• _Problem_
Take from the material every line containing the string "Notice" and copy it.

• _Information shown_
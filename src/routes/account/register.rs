use actix_web::{post, web, HttpResponse};

use crate::flow::{AccountFlow, FlowError};
use crate::types::{error::AppError, notice::Notice, user::RRegister};
use crate::utils::webutils::redirect_with;

pub const REGISTERED: &str = "Registration successful! Please check your email to confirm your account. Your account will be activated after admin approval.";
pub const USERNAME_REQUIRED: &str = "The given username must be set.";
pub const USERNAME_TAKEN: &str = "Username already exists.";
pub const MISSING_HOSTNAME: &str = "Server configuration error: HOSTNAME environment variable not set.";

#[post("/register")]
pub async fn register(
    flow: web::Data<AccountFlow>,
    body: web::Form<RRegister>,
) -> Result<HttpResponse, AppError> {
    let RRegister { username, email, password } = body.into_inner();

    Ok(match flow.register(&username, &email, &password).await {
        Ok(_) => redirect_with("/login", Some(Notice::success(REGISTERED))),
        Err(FlowError::UsernameRequired) => {
            redirect_with("/register", Some(Notice::error(USERNAME_REQUIRED)))
        }
        Err(FlowError::UsernameTaken) => redirect_with("/register", Some(Notice::error(USERNAME_TAKEN))),
        Err(FlowError::MissingHostname) => {
            redirect_with("/register", Some(Notice::error(MISSING_HOSTNAME)))
        }
        Err(other) => return Err(other.into()),
    })
}
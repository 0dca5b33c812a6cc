use std::env;

pub const DEFAULT_MAIL_ENDPOINT: &str = "https://api.resend.com/emails";

#[derive(Clone, Debug)]
pub struct EnvConfig {
    pub port: u16,
    pub db_url: String,
    pub secret_key: String,
    /// Public hostname used for absolute links. Registration cannot finish without it.
    pub public_hostname: Option<String>,
    /// Admin notification address; the approval mail is skipped when unset.
    pub admin_email: Option<String>,
    pub mail: MailConfig,
}

#[derive(Clone, Debug)]
pub struct MailConfig {
    pub api_key: String,
    pub endpoint: String,
    pub from: String,
}

impl EnvConfig {
    fn get_env(key: &str) -> String {
        env::var(key).unwrap_or_else(|_| panic!("Environment variable {} not set", key))
    }

    fn get_env_opt(key: &str) -> Option<String> {
        env::var(key)
            .ok()
            .map(|v| v.trim().to_string())
            .filter(|v| !v.is_empty())
    }

    pub fn from_env() -> Self {
        dotenv::dotenv().ok();

        let db_url: String = Self::get_env("DATABASE_URL");
        let resend_key: String = Self::get_env("RESEND_KEY");

        EnvConfig {
            port: Self::get_env_opt("PORT").and_then(|p| p.parse().ok()).unwrap_or(8080),
            db_url,
            secret_key: Self::get_env("SECRET_KEY"),
            public_hostname: Self::get_env_opt("HOSTNAME"),
            admin_email: Self::get_env_opt("ADMIN_EMAIL"),
            mail: MailConfig {
                api_key: resend_key,
                endpoint: Self::get_env_opt("MAIL_ENDPOINT")
                    .unwrap_or_else(|| DEFAULT_MAIL_ENDPOINT.to_string()),
                from: Self::get_env_opt("MAIL_FROM")
                    .unwrap_or_else(|| "noreply@localhost".to_string()),
            },
        }
    }
}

• _Problem solution_
use crate::types::{error::AppError, notice::Notice, user::RRegister};
        Ok(_) => redirect_with("/login", Some(Notice::success(REGISTERED))),
            redirect_with("/register", Some(Notice::error(USERNAME_REQUIRED)))
        Err(FlowError::UsernameTaken) => redirect_with("/register", Some(Notice::error(USERNAME_TAKEN))),
            redirect_with("/register", Some(Notice::error(MISSING_HOSTNAME)))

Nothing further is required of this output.